■ What you are asked to do: Select the lines of the records containing the word "Timeout" and list them.

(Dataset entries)
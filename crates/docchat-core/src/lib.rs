//! DocChat Core - Domain models, traits, and shared types
//!
//! This crate defines the core abstractions used throughout the DocChat system:
//! - Document models (uploaded PDFs and their derived state)
//! - Common error types
//! - The shared trait for LLM clients
//! - Configuration management

pub mod config;

pub use config::{
    AppConfig, ConfigError, EmbeddingConfig, EmbeddingProvider, LlmConfig, LlmProvider,
    LoggingConfig, RagConfig, ServerConfig, StorageConfig,
};

use chrono::{DateTime, Utc};
use serde::{Deserialize, Serialize};
use std::path::PathBuf;
use thiserror::Error;

// ============================================================================
// Error Types
// ============================================================================

/// Core error types for DocChat operations
#[derive(Error, Debug)]
pub enum DocChatError {
    #[error("Document not found: {0}")]
    NotFound(String),

    #[error("Invalid input: {0}")]
    InvalidInput(String),

    #[error("PDF parse error: {0}")]
    ParseError(String),

    #[error("Embedding error: {0}")]
    EmbeddingError(String),

    #[error("Vector index error: {0}")]
    IndexError(String),

    #[error("LLM error: {0}")]
    LlmError(String),

    #[error("LLM request timed out after {0}s")]
    Timeout(u64),

    #[error("Configuration error: {0}")]
    ConfigError(String),

    #[error("IO error: {0}")]
    IoError(#[from] std::io::Error),

    #[error(transparent)]
    Other(#[from] anyhow::Error),
}

pub type Result<T> = std::result::Result<T, DocChatError>;

// ============================================================================
// Document Models
// ============================================================================

/// An uploaded PDF and the on-disk state derived from it
#[derive(Debug, Clone, Serialize, Deserialize)]
pub struct PdfDocument {
    /// Generated identifier (UUID v4, text form)
    pub id: String,

    /// Original filename, sanitized
    pub filename: String,

    /// Where the uploaded bytes were saved
    pub file_path: PathBuf,

    /// Directory holding this document's vector index
    pub index_dir: PathBuf,

    /// Number of chunks the text was split into
    pub chunk_count: usize,

    /// Upload timestamp
    pub created_at: DateTime<Utc>,
}

impl PdfDocument {
    /// Create a new document record
    pub fn new(
        id: impl Into<String>,
        filename: impl Into<String>,
        file_path: impl Into<PathBuf>,
        index_dir: impl Into<PathBuf>,
    ) -> Self {
        Self {
            id: id.into(),
            filename: filename.into(),
            file_path: file_path.into(),
            index_dir: index_dir.into(),
            chunk_count: 0,
            created_at: Utc::now(),
        }
    }

    /// Set chunk count
    pub fn with_chunk_count(mut self, chunk_count: usize) -> Self {
        self.chunk_count = chunk_count;
        self
    }

    /// The listing view of this document
    pub fn summary(&self) -> PdfSummary {
        PdfSummary {
            id: self.id.clone(),
            filename: self.filename.clone(),
        }
    }
}

/// Listing entry for a registered document
#[derive(Debug, Clone, PartialEq, Eq, Serialize, Deserialize)]
pub struct PdfSummary {
    pub id: String,
    pub filename: String,
}

// ============================================================================
// Traits
// ============================================================================

/// Trait for LLM clients
#[async_trait::async_trait]
pub trait LlmClient: Send + Sync {
    /// Generate a completion for the given prompt
    async fn generate(&self, prompt: &str) -> Result<String>;
}

// ============================================================================
// Tests
// ============================================================================

#[cfg(test)]
mod tests {
    use super::*;

    #[test]
    fn test_document_builder() {
        let doc = PdfDocument::new("abc-123", "report.pdf", "uploads/abc-123_report.pdf", "doc_db_abc-123")
            .with_chunk_count(7);

        assert_eq!(doc.id, "abc-123");
        assert_eq!(doc.filename, "report.pdf");
        assert_eq!(doc.chunk_count, 7);
        assert_eq!(doc.file_path, PathBuf::from("uploads/abc-123_report.pdf"));
    }

    #[test]
    fn test_document_summary() {
        let doc = PdfDocument::new("id-1", "paper.pdf", "uploads/id-1_paper.pdf", "doc_db_id-1");
        let summary = doc.summary();

        assert_eq!(
            summary,
            PdfSummary {
                id: "id-1".to_string(),
                filename: "paper.pdf".to_string(),
            }
        );
    }

    #[test]
    fn test_error_display() {
        let err = DocChatError::NotFound("abc".to_string());
        assert_eq!(err.to_string(), "Document not found: abc");

        let err = DocChatError::Timeout(60);
        assert_eq!(err.to_string(), "LLM request timed out after 60s");
    }

    #[tokio::test]
    async fn test_llm_client_trait_object() {
        struct EchoLlm;

        #[async_trait::async_trait]
        impl LlmClient for EchoLlm {
            async fn generate(&self, prompt: &str) -> Result<String> {
                Ok(format!("echo: {prompt}"))
            }
        }

        let client: Box<dyn LlmClient> = Box::new(EchoLlm);
        let out = client.generate("hi").await.unwrap();
        assert_eq!(out, "echo: hi");
    }
}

■ Exercise answer:
    Timeout(u64),
        let err = DocChatError::Timeout(60);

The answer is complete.